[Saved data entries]
"""

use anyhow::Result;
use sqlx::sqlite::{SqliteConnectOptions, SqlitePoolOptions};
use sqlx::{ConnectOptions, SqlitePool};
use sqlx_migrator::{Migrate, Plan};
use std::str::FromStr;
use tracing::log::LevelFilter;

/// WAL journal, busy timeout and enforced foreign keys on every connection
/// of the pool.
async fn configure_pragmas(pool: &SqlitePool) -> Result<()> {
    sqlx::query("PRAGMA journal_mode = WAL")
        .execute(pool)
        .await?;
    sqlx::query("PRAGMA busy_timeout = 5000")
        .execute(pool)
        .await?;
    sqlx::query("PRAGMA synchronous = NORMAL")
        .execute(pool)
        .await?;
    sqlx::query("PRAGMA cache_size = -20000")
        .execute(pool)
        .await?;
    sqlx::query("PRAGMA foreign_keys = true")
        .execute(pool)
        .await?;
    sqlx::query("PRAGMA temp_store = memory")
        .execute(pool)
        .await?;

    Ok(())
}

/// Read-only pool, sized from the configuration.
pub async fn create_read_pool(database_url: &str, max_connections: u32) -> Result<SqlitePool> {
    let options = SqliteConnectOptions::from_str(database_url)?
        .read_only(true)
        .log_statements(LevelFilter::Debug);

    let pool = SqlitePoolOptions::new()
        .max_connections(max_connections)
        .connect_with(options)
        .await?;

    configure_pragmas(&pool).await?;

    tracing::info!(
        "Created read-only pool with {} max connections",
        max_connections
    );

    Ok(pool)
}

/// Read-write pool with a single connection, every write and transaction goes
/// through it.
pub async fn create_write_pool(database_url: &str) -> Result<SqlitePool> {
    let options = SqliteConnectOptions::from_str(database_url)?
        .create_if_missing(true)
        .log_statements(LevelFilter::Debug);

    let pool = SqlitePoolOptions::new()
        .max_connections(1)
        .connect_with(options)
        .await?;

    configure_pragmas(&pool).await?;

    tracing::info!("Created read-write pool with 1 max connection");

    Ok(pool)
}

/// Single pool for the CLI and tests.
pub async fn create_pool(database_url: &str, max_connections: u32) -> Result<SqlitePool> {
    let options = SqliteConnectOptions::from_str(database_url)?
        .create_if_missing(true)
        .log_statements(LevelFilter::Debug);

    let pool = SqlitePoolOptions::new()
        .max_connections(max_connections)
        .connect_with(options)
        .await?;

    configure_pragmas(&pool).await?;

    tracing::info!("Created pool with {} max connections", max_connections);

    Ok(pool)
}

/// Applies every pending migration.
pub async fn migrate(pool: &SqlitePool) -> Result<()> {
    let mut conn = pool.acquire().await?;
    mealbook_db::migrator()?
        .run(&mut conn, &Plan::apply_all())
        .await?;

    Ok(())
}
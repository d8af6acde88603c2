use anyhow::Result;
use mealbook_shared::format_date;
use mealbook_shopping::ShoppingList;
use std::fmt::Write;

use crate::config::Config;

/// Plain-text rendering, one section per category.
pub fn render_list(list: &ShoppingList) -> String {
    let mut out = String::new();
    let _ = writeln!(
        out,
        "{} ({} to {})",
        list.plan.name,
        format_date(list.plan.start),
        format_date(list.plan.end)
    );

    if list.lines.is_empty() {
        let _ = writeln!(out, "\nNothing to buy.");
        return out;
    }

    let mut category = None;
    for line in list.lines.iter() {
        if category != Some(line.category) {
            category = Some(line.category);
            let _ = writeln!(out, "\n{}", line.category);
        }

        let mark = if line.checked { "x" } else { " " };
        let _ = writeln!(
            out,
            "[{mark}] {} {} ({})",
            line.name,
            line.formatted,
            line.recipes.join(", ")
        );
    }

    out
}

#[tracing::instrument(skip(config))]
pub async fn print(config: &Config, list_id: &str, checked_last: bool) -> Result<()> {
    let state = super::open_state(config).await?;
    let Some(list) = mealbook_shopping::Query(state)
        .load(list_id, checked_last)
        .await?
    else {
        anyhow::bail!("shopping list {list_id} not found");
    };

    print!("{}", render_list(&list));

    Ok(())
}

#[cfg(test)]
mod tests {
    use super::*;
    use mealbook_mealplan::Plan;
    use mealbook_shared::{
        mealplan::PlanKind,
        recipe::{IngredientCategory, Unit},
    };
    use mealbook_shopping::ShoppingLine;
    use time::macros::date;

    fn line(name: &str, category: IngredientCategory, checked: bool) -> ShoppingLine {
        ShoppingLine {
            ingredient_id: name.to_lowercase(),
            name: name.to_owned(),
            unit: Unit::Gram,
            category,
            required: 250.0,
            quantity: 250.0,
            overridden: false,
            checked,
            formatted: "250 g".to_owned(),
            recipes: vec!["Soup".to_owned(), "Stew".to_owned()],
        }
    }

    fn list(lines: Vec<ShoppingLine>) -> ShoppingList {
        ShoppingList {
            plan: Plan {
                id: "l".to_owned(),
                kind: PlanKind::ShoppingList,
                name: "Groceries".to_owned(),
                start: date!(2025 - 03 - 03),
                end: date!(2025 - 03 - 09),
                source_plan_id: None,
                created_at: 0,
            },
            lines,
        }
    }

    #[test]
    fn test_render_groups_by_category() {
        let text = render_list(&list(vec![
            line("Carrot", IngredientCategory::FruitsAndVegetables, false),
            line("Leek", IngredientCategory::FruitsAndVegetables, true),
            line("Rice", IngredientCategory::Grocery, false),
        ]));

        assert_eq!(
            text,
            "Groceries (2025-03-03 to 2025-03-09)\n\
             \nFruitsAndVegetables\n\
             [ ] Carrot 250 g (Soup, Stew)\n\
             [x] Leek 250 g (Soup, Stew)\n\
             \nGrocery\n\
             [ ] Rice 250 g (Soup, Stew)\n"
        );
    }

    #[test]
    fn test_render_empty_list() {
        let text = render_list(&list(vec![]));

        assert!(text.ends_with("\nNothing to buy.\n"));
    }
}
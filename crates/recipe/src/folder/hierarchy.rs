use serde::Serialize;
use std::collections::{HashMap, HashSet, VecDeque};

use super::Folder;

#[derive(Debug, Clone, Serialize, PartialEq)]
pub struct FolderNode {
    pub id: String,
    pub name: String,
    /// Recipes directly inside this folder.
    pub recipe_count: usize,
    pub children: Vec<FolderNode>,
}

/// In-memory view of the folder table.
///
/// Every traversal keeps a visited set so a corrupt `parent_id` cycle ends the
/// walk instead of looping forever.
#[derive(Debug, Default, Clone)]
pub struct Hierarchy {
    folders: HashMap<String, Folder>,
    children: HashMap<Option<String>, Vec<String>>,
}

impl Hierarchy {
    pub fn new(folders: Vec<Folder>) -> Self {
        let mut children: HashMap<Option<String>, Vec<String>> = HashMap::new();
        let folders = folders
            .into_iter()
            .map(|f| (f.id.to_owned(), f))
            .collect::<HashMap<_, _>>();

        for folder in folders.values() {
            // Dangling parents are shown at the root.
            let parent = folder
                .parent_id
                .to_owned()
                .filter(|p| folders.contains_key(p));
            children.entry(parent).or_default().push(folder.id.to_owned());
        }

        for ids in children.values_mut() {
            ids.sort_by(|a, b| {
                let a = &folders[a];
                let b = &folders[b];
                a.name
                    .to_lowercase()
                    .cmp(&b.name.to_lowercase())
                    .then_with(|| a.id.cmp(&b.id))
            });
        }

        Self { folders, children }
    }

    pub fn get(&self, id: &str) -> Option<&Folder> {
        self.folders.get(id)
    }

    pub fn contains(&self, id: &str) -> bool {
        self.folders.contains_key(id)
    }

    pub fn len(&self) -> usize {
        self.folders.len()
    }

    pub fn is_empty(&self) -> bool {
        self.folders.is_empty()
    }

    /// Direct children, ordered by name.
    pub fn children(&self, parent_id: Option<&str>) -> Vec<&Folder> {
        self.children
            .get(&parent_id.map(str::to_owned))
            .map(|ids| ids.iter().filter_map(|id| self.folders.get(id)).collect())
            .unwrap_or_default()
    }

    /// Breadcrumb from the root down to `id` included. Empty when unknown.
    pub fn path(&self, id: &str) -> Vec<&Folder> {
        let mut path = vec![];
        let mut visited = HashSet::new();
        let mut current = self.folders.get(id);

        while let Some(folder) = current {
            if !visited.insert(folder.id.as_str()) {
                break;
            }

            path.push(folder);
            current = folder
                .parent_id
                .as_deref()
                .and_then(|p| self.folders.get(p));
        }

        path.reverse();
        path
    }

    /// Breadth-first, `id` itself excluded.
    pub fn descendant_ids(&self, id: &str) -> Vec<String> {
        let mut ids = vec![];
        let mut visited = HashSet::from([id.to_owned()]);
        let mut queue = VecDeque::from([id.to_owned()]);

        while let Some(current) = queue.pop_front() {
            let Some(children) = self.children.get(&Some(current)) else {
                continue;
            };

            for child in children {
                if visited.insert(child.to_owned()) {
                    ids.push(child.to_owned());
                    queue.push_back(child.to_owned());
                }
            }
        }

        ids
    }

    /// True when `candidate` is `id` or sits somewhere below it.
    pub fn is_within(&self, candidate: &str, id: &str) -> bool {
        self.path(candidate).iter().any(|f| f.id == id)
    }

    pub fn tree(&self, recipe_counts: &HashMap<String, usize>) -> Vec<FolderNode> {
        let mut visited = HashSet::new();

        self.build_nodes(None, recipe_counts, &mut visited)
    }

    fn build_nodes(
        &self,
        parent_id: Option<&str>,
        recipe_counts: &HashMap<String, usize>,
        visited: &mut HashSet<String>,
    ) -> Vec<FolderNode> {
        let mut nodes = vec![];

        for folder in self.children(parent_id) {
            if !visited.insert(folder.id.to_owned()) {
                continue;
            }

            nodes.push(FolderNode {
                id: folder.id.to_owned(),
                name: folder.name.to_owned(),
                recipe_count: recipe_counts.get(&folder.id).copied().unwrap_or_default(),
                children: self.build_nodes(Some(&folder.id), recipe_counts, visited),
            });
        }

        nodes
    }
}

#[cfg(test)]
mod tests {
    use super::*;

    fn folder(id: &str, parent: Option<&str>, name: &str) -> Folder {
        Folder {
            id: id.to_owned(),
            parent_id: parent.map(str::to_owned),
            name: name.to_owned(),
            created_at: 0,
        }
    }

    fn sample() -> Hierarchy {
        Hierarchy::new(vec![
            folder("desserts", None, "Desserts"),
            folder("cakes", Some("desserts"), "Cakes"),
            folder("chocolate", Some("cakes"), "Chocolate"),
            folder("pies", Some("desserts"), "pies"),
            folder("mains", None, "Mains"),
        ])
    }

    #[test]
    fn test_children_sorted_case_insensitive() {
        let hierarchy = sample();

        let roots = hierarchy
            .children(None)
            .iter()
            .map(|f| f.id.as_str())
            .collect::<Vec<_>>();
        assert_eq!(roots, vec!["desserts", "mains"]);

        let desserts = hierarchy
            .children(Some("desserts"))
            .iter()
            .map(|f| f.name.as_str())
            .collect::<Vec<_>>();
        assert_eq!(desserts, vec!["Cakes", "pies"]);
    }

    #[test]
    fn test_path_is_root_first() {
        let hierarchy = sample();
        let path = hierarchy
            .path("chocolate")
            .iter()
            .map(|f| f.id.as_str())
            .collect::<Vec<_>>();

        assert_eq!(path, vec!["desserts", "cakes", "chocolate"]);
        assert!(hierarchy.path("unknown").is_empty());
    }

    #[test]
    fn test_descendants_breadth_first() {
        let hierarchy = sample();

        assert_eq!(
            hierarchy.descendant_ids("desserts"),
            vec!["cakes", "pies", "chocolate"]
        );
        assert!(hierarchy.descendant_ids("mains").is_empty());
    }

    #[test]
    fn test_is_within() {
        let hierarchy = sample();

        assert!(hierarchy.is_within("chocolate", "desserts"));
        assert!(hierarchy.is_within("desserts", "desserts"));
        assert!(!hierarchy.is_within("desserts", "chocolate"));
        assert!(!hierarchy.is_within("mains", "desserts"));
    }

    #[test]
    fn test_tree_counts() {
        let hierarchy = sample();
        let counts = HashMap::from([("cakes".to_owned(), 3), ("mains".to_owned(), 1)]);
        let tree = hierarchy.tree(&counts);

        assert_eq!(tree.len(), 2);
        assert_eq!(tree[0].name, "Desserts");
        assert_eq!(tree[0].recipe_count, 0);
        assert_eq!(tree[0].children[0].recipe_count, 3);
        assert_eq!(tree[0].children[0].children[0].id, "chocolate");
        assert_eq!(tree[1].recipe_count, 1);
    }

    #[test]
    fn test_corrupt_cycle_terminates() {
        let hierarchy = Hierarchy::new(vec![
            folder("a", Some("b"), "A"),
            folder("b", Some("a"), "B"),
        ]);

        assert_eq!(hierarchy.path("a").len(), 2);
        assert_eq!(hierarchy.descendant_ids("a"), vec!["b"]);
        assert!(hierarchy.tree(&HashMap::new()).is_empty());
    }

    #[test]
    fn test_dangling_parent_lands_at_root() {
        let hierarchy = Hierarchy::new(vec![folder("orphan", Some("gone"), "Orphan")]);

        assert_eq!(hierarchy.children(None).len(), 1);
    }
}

"""

**The problem**
Provide the number of lines in these entries that hold the word "while", without any accompanying text.

**Task answer**
2